1. Grab The Homebuyer Tax Credit

If you’re ready to move soon, there’s a $6500 tax credit for folks who have lived in their old home for 5 out of 8 years prior to closing on a new house. To qualify, you must have a binding contract to buy before May 1, 2010 and close before July 1, 2010. Watch out- there are income limits and other restrictions.

2. Consider A Short-Distance Move

While Sunny and exotic climates might beckon, research suggests that short-distance moves make retirees happier. Maintaining ties to your community- Church and friends and maybe family- will lead to a sense of well-being and security. Consider too the convenience of shopping, doctors, cultural venues and public transit, as well as recreation.

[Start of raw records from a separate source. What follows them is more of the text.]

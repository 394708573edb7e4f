//! Core traits for repokit
//!
//! This module defines the abstract interfaces that all implementations must follow.
//!
//! - [`Fixer`]: Detect and strip duplicated content from a file
//! - [`DnsProvider`]: Replace DNS records via registrar APIs

pub mod fixer;
pub mod dns_provider;

pub use fixer::{Fix, Fixer};
pub use dns_provider::{DnsProvider, DnsProviderFactory, UpdateResult};
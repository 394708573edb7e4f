// # repokit-core
//
// Core library for repokit: source-tree maintenance and DNS record updates.
//
// ## Architecture Overview
//
// Two independent halves share this crate:
//
// - **Fixer**: Trait for single-pass duplicate-content heuristics
// - **FixEngine**: Applies one fixer to a scanned file set, rewriting in place
// - **scan**: Collects the files a fixer visits
// - **DnsProvider**: Trait for replacing DNS records via registrar APIs
// - **DnsUpdater**: Pushes a record list through a provider, in order
// - **ProviderRegistry / FixerRegistry**: Name-based lookup for both
//
// ## Design Principles
//
// 1. **Pure heuristics**: Fixers never touch the filesystem
// 2. **Best effort**: One bad file or one rejected record never aborts a run
// 3. **No hidden retries**: Every provider call is single-shot
// 4. **No embedded secrets**: Credentials only ever come from the environment

pub mod traits;
pub mod fixers;
pub mod engine;
pub mod dns;
pub mod scan;
pub mod registry;
pub mod config;
pub mod error;
pub mod text;

// Re-export core types for convenience
pub use traits::{DnsProvider, Fix, Fixer};
pub use engine::{FileOutcome, FixEngine, FixReport};
pub use dns::{DnsReport, DnsUpdater, RecordOutcome};
pub use registry::{FixerRegistry, ProviderRegistry};
pub use config::{DnsConfig, ProviderConfig, RecordConfig, RecordSet, RecordType, ScanConfig};
pub use error::{Error, Result};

3. Investigate Taxes for Retirees

If you’re considering moving to a new state or city, compare local and state income tax rates, and whether some or all of your pension and Social Security will be excluded from taxable income. Also look into special homestead real estate tax exemptions for seniors. Don’t overlook car and boat taxes.

4. Consider Renting- For Now

Why own when in most of the best markets in the country right now, annual rents are 3% to 5% of purchase prices? If you’d planned to buy all-cash, opt instead to put your funds into 30-year triple-A rated muni bonds, yielding 4.4%. The income they generate will amply cover your rent in many markets- save any surplus bond income. This makes even more sense if you’re trying out a new location where you might want to buy later.

5. Look For Universal Design

If you do buy, look for a home built along universal design principles- wide doorways, flush thresholds, walk-in showers. That will allow you to age gracefully at home. It also will be a help if you’re younger and say, break your leg skiing. A lower level master bedroom and a lower-level bath are key.

6. Consider Multi-Generational Living

Multi-generational living arrangements have social as well as financial benefits. If you might be taking in a parent or a boomerang child at some point, look for a house with an “in-law suite” -a separate bedroom and bath and if possible, a kitchenette, too. Some privacy helps keep family peace.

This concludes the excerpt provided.